In [79]:
import torch
import torch.optim as optim
import torch.nn as nn
import torchvision.transforms as transforms
import torchvision.models as models
from PIL import Image
import matplotlib.pyplot as plt

device = torch.device("cuda" if torch.cuda.is_available() else "cpu")

In [80]:
import string
import numpy as np
import PIL.Image

from os import listdir
from pickle import dump, load

from numpy import array
from numpy import argmax

In [81]:
image_dir = '/kaggle/input/flicker8k-dataset/Flickr8k_Dataset/Flicker8k_Dataset'
text_dir = '/kaggle/input/flicker8k-dataset/Flickr8k_text/Flickr8k.token.txt'

In [82]:
def load_description(text):
    mapping = dict()
    for line in text.split("\n"): 
        token = line.split("\t")
        if len(line) < 2:   # remove short descriptions 
            continue
        img_id = token[0].split('.')[0] # name of the image 
        img_des = token[1]              # description of the image 
        if img_id not in mapping: 
            mapping[img_id] = list() 
        mapping[img_id].append(img_des) 
    return mapping 

In [83]:
token_path = '/kaggle/input/flicker8k-dataset/Flickr8k_text/Flickr8k.token.txt'
text = open(token_path, 'r', encoding = 'utf-8').read() 
descriptions = load_description(text) 
print(descriptions['1000268201_693b08cb0e'])
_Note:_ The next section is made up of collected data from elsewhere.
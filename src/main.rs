//! # mopac-step - MOPAC 工作流步骤
//!
//! 半经验量子化学程序 MOPAC 的计算步骤：由参数与分子结构生成输入文件，
//! 并把 .aux 输出解析为报告、原子属性与可存储的结果。
//!
//! ## 子命令
//! - `compose` - 生成 MOPAC 输入文件 (input.mop, followup_N.mop)
//! - `analyze` - 分析 .aux 输出
//! - `params`  - 列出步骤参数
//!
//! ## 依赖关系
//! ```text
//! main.rs
//!   ├── cli/        (命令行参数定义)
//!   ├── commands/   (命令执行逻辑)
//!   │     ├── mopac/      (关键词组装与输出分析)
//!   │     ├── parsers/    (.aux 与 .xyz 解析)
//!   │     ├── config/     (步骤参数)
//!   │     ├── references/ (文献与引用规则)
//!   │     └── models/     (数据模型)
//!   ├── utils/      (工具函数)
//!   └── error.rs    (错误处理)
//! ```

mod cli;
mod commands;
mod config;
mod error;
mod models;
mod mopac;
mod parsers;
mod references;
mod utils;

use clap::Parser;
use cli::Cli;

fn main() {
    // Initialize colored output for Windows compatibility
    #[cfg(windows)]
    colored::control::set_virtual_terminal(true).ok();

    let cli = Cli::parse();

    if let Err(e) = commands::run(cli.command) {
        utils::output::print_error(&format!("{}", e));
        std::process::exit(1);
    }
}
['A child in a pink dress is climbing up a set of stairs in an entry way .', 'A girl going into a wooden building .', 'A little girl climbing into a wooden playhouse .', 'A little girl climbing the stairs to her playhouse .', 'A little girl in a pink dress going into a wooden cabin .']


In [84]:
def clean_description(desc):
    for key, des_list in desc.items(): 
        for i in range(len(des_list)): 
            caption = des_list[i] 
            caption = [ch for ch in caption if ch not in string.punctuation]  # remove punctuations
            caption = ''.join(caption) #back to string
            caption = caption.split(' ') #remove spaces
            caption = [word.lower() for word in caption if len(word)>1 and word.isalpha()]  #convert to lowercase
            caption = ' '.join(caption)
            des_list[i] = caption 
            

In [85]:
clean_description(descriptions) 
descriptions['1000268201_693b08cb0e']

['child in pink dress is climbing up set of stairs in an entry way',
 'girl going into wooden building',
 'little girl climbing into wooden playhouse',
 'little girl climbing the stairs to her playhouse',
 'little girl in pink dress going into wooden cabin']

In [86]:
def to_vocab(desc): 
    words = set() 
    for key in desc.keys(): 
        for line in desc[key]: 
            words.update(line.split()) 
    return words 

In [87]:
vocab = to_vocab(descriptions)
print(len(vocab))

8763


In [88]:
#time to split train and test
import glob 
images = '/kaggle/input/flicker8k-dataset/Flickr8k_Dataset/Flicker8k_Dataset/'
# Create a list of all image names in the directory 
img = glob.glob(images + '*.jpg')

train_path = '/kaggle/input/flicker8k-dataset/Flickr8k_text/Flickr_8k.trainImages.txt'
train_images = open(train_path, 'r', encoding = 'utf-8').read().split("\n") 
train_img = []  # list of all images in training set 
for im in img: 
    if(im[len(images):] in train_images): 
        train_img.append(im) 
        


In [89]:
# load descriptions of training set in a dictionary. Name of the image will act as ey 
def load_clean_descriptions(des, dataset): 
    dataset_des = dict() 
    for key, des_list in des.items(): 
        if key+'.jpg' in dataset: 
            if key not in dataset_des: 
                dataset_des[key] = list() 
            for line in des_list: 
                desc = 'startseq ' + line + ' endseq'
                dataset_des[key].append(desc) 
    return dataset_des 

In [90]:
train_descriptions = load_clean_descriptions(descriptions, train_images) 
print(train_descriptions['1000268201_693b08cb0e'])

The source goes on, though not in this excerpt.